Records contained in a dataset
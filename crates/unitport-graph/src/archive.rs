//! `.big` packed container reader
//!
//! Layout: 4-byte magic (`BIGF` or `BIG4`), little-endian total size, big-endian
//! entry count, big-endian header size, then per entry a big-endian offset, a
//! big-endian size and a NUL-terminated path.

use crate::error::ArchiveError;
use crate::source::ArchiveReader;
use async_trait::async_trait;
use dashmap::DashMap;
use indexmap::IndexMap;
use std::io::SeekFrom;
use std::path::{Path, PathBuf};
use std::sync::Arc;
use tokio::io::{AsyncReadExt, AsyncSeekExt};

const MAGIC_BIGF: &[u8; 4] = b"BIGF";
const MAGIC_BIG4: &[u8; 4] = b"BIG4";
const PREAMBLE_LEN: usize = 16;

/// Location of one entry's bytes
#[derive(Debug, Clone, Copy, PartialEq, Eq)]
pub struct BigEntry {
    pub offset: u32,
    pub size: u32,
}

/// Parsed index of one container
#[derive(Debug, Clone)]
pub struct BigArchive {
    path: PathBuf,
    entries: IndexMap<String, BigEntry>,
}

impl BigArchive {
    /// Read the entry table of a container
    ///
    /// # Errors
    /// IO failures, unknown magic, or a truncated table.
    pub async fn open(path: &Path) -> Result<Self, ArchiveError> {
        let mut file = tokio::fs::File::open(path)
            .await
            .map_err(|e| ArchiveError::io_error(path, e))?;

        let mut preamble = [0u8; PREAMBLE_LEN];
        file.read_exact(&mut preamble).await.map_err(|e| match e.kind() {
            std::io::ErrorKind::UnexpectedEof => ArchiveError::Truncated {
                path: path.to_path_buf(),
            },
            _ => ArchiveError::io_error(path, e),
        })?;

        let header_size = be_u32(&preamble[12..16]) as usize;
        let mut header = vec![0u8; header_size.max(PREAMBLE_LEN)];
        header[..PREAMBLE_LEN].copy_from_slice(&preamble);
        if header_size > PREAMBLE_LEN {
            file.read_exact(&mut header[PREAMBLE_LEN..])
                .await
                .map_err(|_| ArchiveError::Truncated {
                    path: path.to_path_buf(),
                })?;
        }

        Self::parse_index(path, &header)
    }

    /// Parse an entry table from header bytes
    ///
    /// # Errors
    /// Unknown magic or a table shorter than its declared entry count.
    pub fn parse_index(path: &Path, header: &[u8]) -> Result<Self, ArchiveError> {
        let truncated = || ArchiveError::Truncated {
            path: path.to_path_buf(),
        };

        if header.len() < PREAMBLE_LEN {
            return Err(truncated());
        }
        let magic = &header[0..4];
        if magic != MAGIC_BIGF && magic != MAGIC_BIG4 {
            return Err(ArchiveError::InvalidMagic {
                path: path.to_path_buf(),
            });
        }

        let count = be_u32(&header[8..12]) as usize;
        let mut entries = IndexMap::with_capacity(count);
        let mut pos = PREAMBLE_LEN;

        for _ in 0..count {
            let fixed = header.get(pos..pos + 8).ok_or_else(truncated)?;
            let offset = be_u32(&fixed[0..4]);
            let size = be_u32(&fixed[4..8]);
            pos += 8;

            let rest = header.get(pos..).ok_or_else(truncated)?;
            let nul = rest.iter().position(|b| *b == 0).ok_or_else(truncated)?;
            let name = String::from_utf8_lossy(&rest[..nul]).into_owned();
            pos += nul + 1;

            entries.insert(name, BigEntry { offset, size });
        }

        Ok(Self {
            path: path.to_path_buf(),
            entries,
        })
    }

    #[inline]
    #[must_use]
    pub fn path(&self) -> &Path {
        &self.path
    }

    /// Entry paths in table order
    #[must_use]
    pub fn entry_names(&self) -> Vec<String> {
        self.entries.keys().cloned().collect()
    }

    /// Look up an entry, ignoring case and separator style
    #[must_use]
    pub fn entry(&self, name: &str) -> Option<(&str, BigEntry)> {
        if let Some((key, entry)) = self.entries.get_key_value(name) {
            return Some((key.as_str(), *entry));
        }
        let wanted = normalize_entry(name);
        self.entries
            .iter()
            .find(|(k, _)| normalize_entry(k) == wanted)
            .map(|(k, e)| (k.as_str(), *e))
    }

    /// Read one entry's bytes from the container file
    ///
    /// # Errors
    /// Missing entry, IO failure, or an entry extending past the file end.
    pub async fn read_entry(&self, name: &str) -> Result<Vec<u8>, ArchiveError> {
        let (key, entry) = self.entry(name).ok_or_else(|| ArchiveError::EntryNotFound {
            container: self.path.clone(),
            entry: name.to_string(),
        })?;

        let mut file = tokio::fs::File::open(&self.path)
            .await
            .map_err(|e| ArchiveError::io_error(&self.path, e))?;
        file.seek(SeekFrom::Start(u64::from(entry.offset)))
            .await
            .map_err(|e| ArchiveError::io_error(&self.path, e))?;

        let mut buf = vec![0u8; entry.size as usize];
        file.read_exact(&mut buf)
            .await
            .map_err(|_| ArchiveError::EntryOutOfBounds {
                container: self.path.clone(),
                entry: key.to_string(),
            })?;
        Ok(buf)
    }
}

/// Encode entries into container bytes
///
/// Used to build fixtures and to repack extracted content.
#[must_use]
pub fn encode_big(entries: &[(&str, &[u8])]) -> Vec<u8> {
    let table_len: usize = entries.iter().map(|(name, _)| 8 + name.len() + 1).sum();
    let header_size = PREAMBLE_LEN + table_len;
    let total: usize = header_size + entries.iter().map(|(_, data)| data.len()).sum::<usize>();

    let mut out = Vec::with_capacity(total);
    out.extend_from_slice(MAGIC_BIGF);
    out.extend_from_slice(&to_u32(total).to_le_bytes());
    out.extend_from_slice(&to_u32(entries.len()).to_be_bytes());
    out.extend_from_slice(&to_u32(header_size).to_be_bytes());

    let mut offset = header_size;
    for (name, data) in entries {
        out.extend_from_slice(&to_u32(offset).to_be_bytes());
        out.extend_from_slice(&to_u32(data.len()).to_be_bytes());
        out.extend_from_slice(name.as_bytes());
        out.push(0);
        offset += data.len();
    }
    for (_, data) in entries {
        out.extend_from_slice(data);
    }
    out
}

/// [`ArchiveReader`] over `.big` containers, caching each parsed entry table
#[derive(Debug, Default, Clone)]
pub struct BigArchiveReader {
    opened: Arc<DashMap<PathBuf, Arc<BigArchive>>>,
}

impl BigArchiveReader {
    #[inline]
    #[must_use]
    pub fn new() -> Self {
        Self::default()
    }

    async fn archive(&self, container: &Path) -> Result<Arc<BigArchive>, ArchiveError> {
        if let Some(found) = self.opened.get(container) {
            return Ok(Arc::clone(found.value()));
        }
        let archive = Arc::new(BigArchive::open(container).await?);
        self.opened
            .insert(container.to_path_buf(), Arc::clone(&archive));
        Ok(archive)
    }
}

#[async_trait]
impl ArchiveReader for BigArchiveReader {
    async fn list_entries(&self, container: &Path) -> Result<Vec<String>, ArchiveError> {
        Ok(self.archive(container).await?.entry_names())
    }

    async fn extract(&self, container: &Path, entry: &str) -> Result<Vec<u8>, ArchiveError> {
        self.archive(container).await?.read_entry(entry).await
    }

    async fn exists(&self, container: &Path, entry: &str) -> bool {
        match self.archive(container).await {
            Ok(archive) => archive.entry(entry).is_some(),
            Err(_) => false,
        }
    }
}

fn be_u32(bytes: &[u8]) -> u32 {
    u32::from_be_bytes([bytes[0], bytes[1], bytes[2], bytes[3]])
}

fn to_u32(value: usize) -> u32 {
    u32::try_from(value).unwrap_or(u32::MAX)
}

fn normalize_entry(name: &str) -> String {
    name.replace('\\', "/").to_ascii_lowercase()
}
//! Dependency closure resolution
//!
//! Resolution runs in two phases:
//!
//! 1. **Discovery** fetches and parses every reachable definition exactly once.
//!    Children of a node are walked with bounded fan-out: the first
//!    `fan_out` concurrently, the rest one after another. A `seen` map keyed by
//!    name (holding the shallowest depth reached) guarantees termination.
//! 2. **Assembly** builds the node arena by depth-first search over the
//!    discovered records. The "currently resolving" set detects cycles, and a
//!    memo by name shares diamond dependencies. The depth bound is checked
//!    against the shallowest depth discovery saw for each name. Depths are
//!    then recomputed by BFS when the graph is built.
//!
//! Assembly never touches the index, so the graph only depends on what the
//! index returned, not on the order concurrent fetches completed in.

use crate::graph::DependencyGraph;
use crate::node::{Node, NodeId, NodeKind, NodeLocation, NodeStatus};
use crate::progress::{ProgressEvent, ProgressSink};
use crate::references::{Reference, ReferenceTable};
use crate::source::DefinitionIndex;
use chrono::{DateTime, Utc};
use dashmap::DashMap;
use futures::future::{join_all, BoxFuture};
use moka::future::Cache;
use parking_lot::Mutex;
use serde::{Deserialize, Serialize};
use std::collections::{HashMap, HashSet};
use std::sync::Arc;
use unitport_block::{BlockParser, ParserVocabulary};

/// Resolver bounds
#[derive(Debug, Clone, Copy, PartialEq, Eq, Serialize, Deserialize)]
#[serde(default)]
pub struct ResolverConfig {
    /// Deepest path walked from the root
    pub max_depth: usize,

    /// Children of one node fetched concurrently
    pub fan_out: usize,

    /// Parsed definitions kept across resolutions
    pub cache_capacity: u64,
}

impl Default for ResolverConfig {
    fn default() -> Self {
        Self {
            max_depth: 100,
            fan_out: 4,
            cache_capacity: 10_000,
        }
    }
}

impl ResolverConfig {
    #[inline]
    #[must_use]
    pub fn with_max_depth(mut self, max_depth: usize) -> Self {
        self.max_depth = max_depth;
        self
    }

    #[inline]
    #[must_use]
    pub fn with_fan_out(mut self, fan_out: usize) -> Self {
        self.fan_out = fan_out.max(1);
        self
    }

    #[inline]
    #[must_use]
    pub fn with_cache_capacity(mut self, capacity: u64) -> Self {
        self.cache_capacity = capacity;
        self
    }
}

/// What discovery learned about one name
#[derive(Debug, Clone, PartialEq, Eq)]
pub struct DefinitionRecord {
    /// Looked-up name
    pub name: String,

    /// Kind of the definition, when found
    pub kind: Option<NodeKind>,

    /// Where it lives, when found
    pub location: Option<NodeLocation>,

    /// Direct references in field order
    pub references: Vec<Reference>,

    /// Byte size of the definition or asset
    pub size: Option<u64>,

    /// Modification time of the holding file
    pub modified: Option<DateTime<Utc>>,
}

impl DefinitionRecord {
    fn missing(name: &str) -> Self {
        Self {
            name: name.to_string(),
            kind: None,
            location: None,
            references: Vec::new(),
            size: None,
            modified: None,
        }
    }

    /// Whether the index had the definition
    #[inline]
    #[must_use]
    pub fn exists(&self) -> bool {
        self.location.is_some()
    }
}

type CacheKey = (String, String);

/// Builds dependency graphs from a [`DefinitionIndex`]
#[derive(Debug, Clone)]
pub struct DependencyResolver {
    config: ResolverConfig,
    references: ReferenceTable,
    parser: BlockParser,
    cache: Cache<CacheKey, Arc<DefinitionRecord>>,
}

impl Default for DependencyResolver {
    fn default() -> Self {
        Self::new(
            ResolverConfig::default(),
            ReferenceTable::default(),
            ParserVocabulary::default(),
        )
    }
}

impl DependencyResolver {
    /// Create resolver
    #[must_use]
    pub fn new(config: ResolverConfig, references: ReferenceTable, vocabulary: ParserVocabulary) -> Self {
        Self {
            cache: Cache::new(config.cache_capacity),
            config,
            references,
            parser: BlockParser::new(vocabulary),
        }
    }

    #[inline]
    #[must_use]
    pub fn config(&self) -> &ResolverConfig {
        &self.config
    }

    /// Parsed definitions currently cached across resolutions
    #[inline]
    #[must_use]
    pub fn cached_definitions(&self) -> u64 {
        self.cache.entry_count()
    }

    /// Drop every cached definition
    pub fn invalidate_cache(&self) {
        self.cache.invalidate_all();
    }

    /// Resolve the dependency closure of `root`
    ///
    /// Never fails: absent definitions become `Missing` nodes, cycles and
    /// paths past the depth bound become `Invalid` nodes.
    #[tracing::instrument(skip(self, index, sink), fields(max_depth = self.config.max_depth))]
    pub async fn resolve(
        &self,
        root: &str,
        index: &dyn DefinitionIndex,
        sink: &dyn ProgressSink,
    ) -> DependencyGraph {
        sink.emit(ProgressEvent::Stage {
            name: "resolve".to_string(),
        });

        let discovery = Discovery {
            resolver: self,
            index,
            sink,
            cache_key: index.cache_key(),
            seen: Mutex::new(HashMap::new()),
            records: DashMap::new(),
        };
        discovery.visit(root.to_string(), 0).await;
        tracing::debug!(definitions = discovery.records.len(), "discovery finished");

        let shortest = std::mem::take(&mut *discovery.seen.lock());
        let assembly = Assembly {
            records: &discovery.records,
            shortest,
            max_depth: self.config.max_depth,
            memo: DashMap::new(),
            resolving: Mutex::new(HashSet::new()),
            nodes: DashMap::new(),
        };
        let root_id = assembly.build(root, NodeKind::Object, None, 0);
        let graph = DependencyGraph::from_nodes(root_id, assembly.nodes.into_iter().map(|(_, n)| n));

        for node in graph.nodes() {
            sink.emit(ProgressEvent::NodeResolved {
                name: node.name.clone(),
                status: node.status,
                depth: node.depth,
            });
        }
        sink.emit(ProgressEvent::ResolutionFinished {
            root: root.to_string(),
            nodes: graph.len(),
            found: graph.found_count(),
            missing: graph.missing_count(),
        });
        tracing::info!(
            root,
            nodes = graph.len(),
            found = graph.found_count(),
            missing = graph.missing_count(),
            max_depth = graph.max_depth(),
            "resolution finished"
        );
        graph
    }

    async fn load(&self, name: &str, index: &dyn DefinitionIndex) -> DefinitionRecord {
        let Some(definition) = index.find(name).await else {
            return DefinitionRecord::missing(name);
        };

        let references = if definition.kind.is_definition() {
            let text = String::from_utf8_lossy(&definition.bytes);
            let outcome = self.parser.parse(&text);
            outcome
                .find_by_name(name)
                .or_else(|| outcome.blocks.first())
                .map(|block| self.references.extract(block))
                .unwrap_or_default()
        } else {
            Vec::new()
        };

        DefinitionRecord {
            name: name.to_string(),
            kind: Some(definition.kind),
            size: Some(definition.size()),
            location: Some(definition.location),
            references,
            modified: definition.modified,
        }
    }
}

/// Phase one state, scoped to a single `resolve` call
struct Discovery<'a> {
    resolver: &'a DependencyResolver,
    index: &'a dyn DefinitionIndex,
    sink: &'a dyn ProgressSink,
    cache_key: Option<String>,
    seen: Mutex<HashMap<String, usize>>,
    records: DashMap<String, Arc<DefinitionRecord>>,
}

impl Discovery<'_> {
    fn visit(&self, name: String, depth: usize) -> BoxFuture<'_, ()> {
        Box::pin(async move {
            {
                let mut seen = self.seen.lock();
                if seen.get(&name).is_some_and(|&d| d <= depth) {
                    return;
                }
                seen.insert(name.clone(), depth);
            }

            let record = self.fetch(&name).await;
            if depth >= self.resolver.config.max_depth {
                return;
            }

            let children: Vec<String> = record.references.iter().map(|r| r.name.clone()).collect();
            let split = self.resolver.config.fan_out.max(1).min(children.len());
            let (concurrent, sequential) = children.split_at(split);

            join_all(concurrent.iter().map(|child| self.visit(child.clone(), depth + 1))).await;
            for child in sequential {
                self.visit(child.clone(), depth + 1).await;
            }
        })
    }

    async fn fetch(&self, name: &str) -> Arc<DefinitionRecord> {
        if let Some(record) = self.records.get(name) {
            return Arc::clone(record.value());
        }

        let key = self.cache_key.as_ref().map(|k| (k.clone(), name.to_string()));
        let cached = match &key {
            Some(key) => self.resolver.cache.get(key).await,
            None => None,
        };

        let record = match cached {
            Some(record) => record,
            None => {
                let record = Arc::new(self.resolver.load(name, self.index).await);
                if let Some(key) = key {
                    self.resolver.cache.insert(key, Arc::clone(&record)).await;
                }
                self.sink.emit(ProgressEvent::DefinitionFetched {
                    name: name.to_string(),
                    found: record.exists(),
                });
                record
            }
        };

        self.records.insert(name.to_string(), Arc::clone(&record));
        record
    }
}

/// Phase two state
struct Assembly<'a> {
    records: &'a DashMap<String, Arc<DefinitionRecord>>,

    /// Shortest depth discovery reached each name at
    shortest: HashMap<String, usize>,
    max_depth: usize,
    memo: DashMap<String, NodeId>,
    resolving: Mutex<HashSet<String>>,
    nodes: DashMap<NodeId, Node>,
}

impl Assembly<'_> {
    fn build(&self, name: &str, reference_kind: NodeKind, parent: Option<&NodeId>, depth: usize) -> NodeId {
        if let Some(id) = self.memo.get(name) {
            return id.clone();
        }

        let record = self.records.get(name).map(|r| Arc::clone(r.value()));
        let kind = record.as_ref().and_then(|r| r.kind).unwrap_or(reference_kind);

        // Memoized nodes are shared by every path, so bound them by the shortest one.
        let depth = self.shortest.get(name).map_or(depth, |&shortest| shortest.min(depth));

        if let Some(parent) = parent {
            if depth > self.max_depth {
                return self.terminal(
                    NodeId::depth_exceeded(kind, name, parent),
                    name,
                    kind,
                    format!("depth bound {} exceeded", self.max_depth),
                );
            }
        }

        let entered = self.resolving.lock().insert(name.to_string());
        if !entered {
            let parent = parent.cloned().unwrap_or_else(|| NodeId::new(kind, name));
            return self.terminal(
                NodeId::cycle(kind, name, &parent),
                name,
                kind,
                format!("cycle back to {name}"),
            );
        }

        let id = NodeId::new(kind, name);
        let mut node = Node::new(id.clone(), name, kind);

        match record.as_deref() {
            Some(record) if record.exists() => {
                node.location.clone_from(&record.location);
                node.size = record.size;
                node.modified = record.modified;

                for reference in &record.references {
                    let child = self.build(&reference.name, reference.kind, Some(&id), depth + 1);
                    if !node.children.contains(&child) {
                        node.children.push(child);
                    }
                }

                let complete = node
                    .children
                    .iter()
                    .all(|c| self.nodes.get(c).is_some_and(|n| n.status.is_found()));
                if complete {
                    node.status = NodeStatus::Found;
                } else {
                    node.status = NodeStatus::NotVerified;
                    node.reason = Some("closure incomplete".to_string());
                }
            }
            Some(_) if kind.is_verifiable() => {
                node.status = NodeStatus::Missing;
                node.reason = Some("definition not found".to_string());
            }
            Some(_) => {
                node.status = NodeStatus::NotVerified;
                node.reason = Some("asset not indexed".to_string());
            }
            None => {
                node.status = NodeStatus::NotVerified;
                node.reason = Some("not reached by discovery".to_string());
            }
        }

        self.resolving.lock().remove(name);
        self.nodes.insert(id.clone(), node);
        self.memo.insert(name.to_string(), id.clone());
        id
    }

    fn terminal(&self, id: NodeId, name: &str, kind: NodeKind, reason: String) -> NodeId {
        tracing::debug!(node = %id, %reason, "terminal node");
        let mut node = Node::new(id.clone(), name, kind);
        node.status = NodeStatus::Invalid;
        node.reason = Some(reason);
        self.nodes.insert(id.clone(), node);
        id
    }
}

## PROMPT
Each line in the records above that contains the word "NodeId" must be copied.

## FINISHED TASK
use crate::node::{Node, NodeId, NodeKind, NodeLocation, NodeStatus};
    memo: DashMap<String, NodeId>,
    nodes: DashMap<NodeId, Node>,
    fn build(&self, name: &str, reference_kind: NodeKind, parent: Option<&NodeId>, depth: usize) -> NodeId {
                    NodeId::depth_exceeded(kind, name, parent),
            let parent = parent.cloned().unwrap_or_else(|| NodeId::new(kind, name));
                NodeId::cycle(kind, name, &parent),
        let id = NodeId::new(kind, name);
    fn terminal(&self, id: NodeId, name: &str, kind: NodeKind, reason: String) -> NodeId {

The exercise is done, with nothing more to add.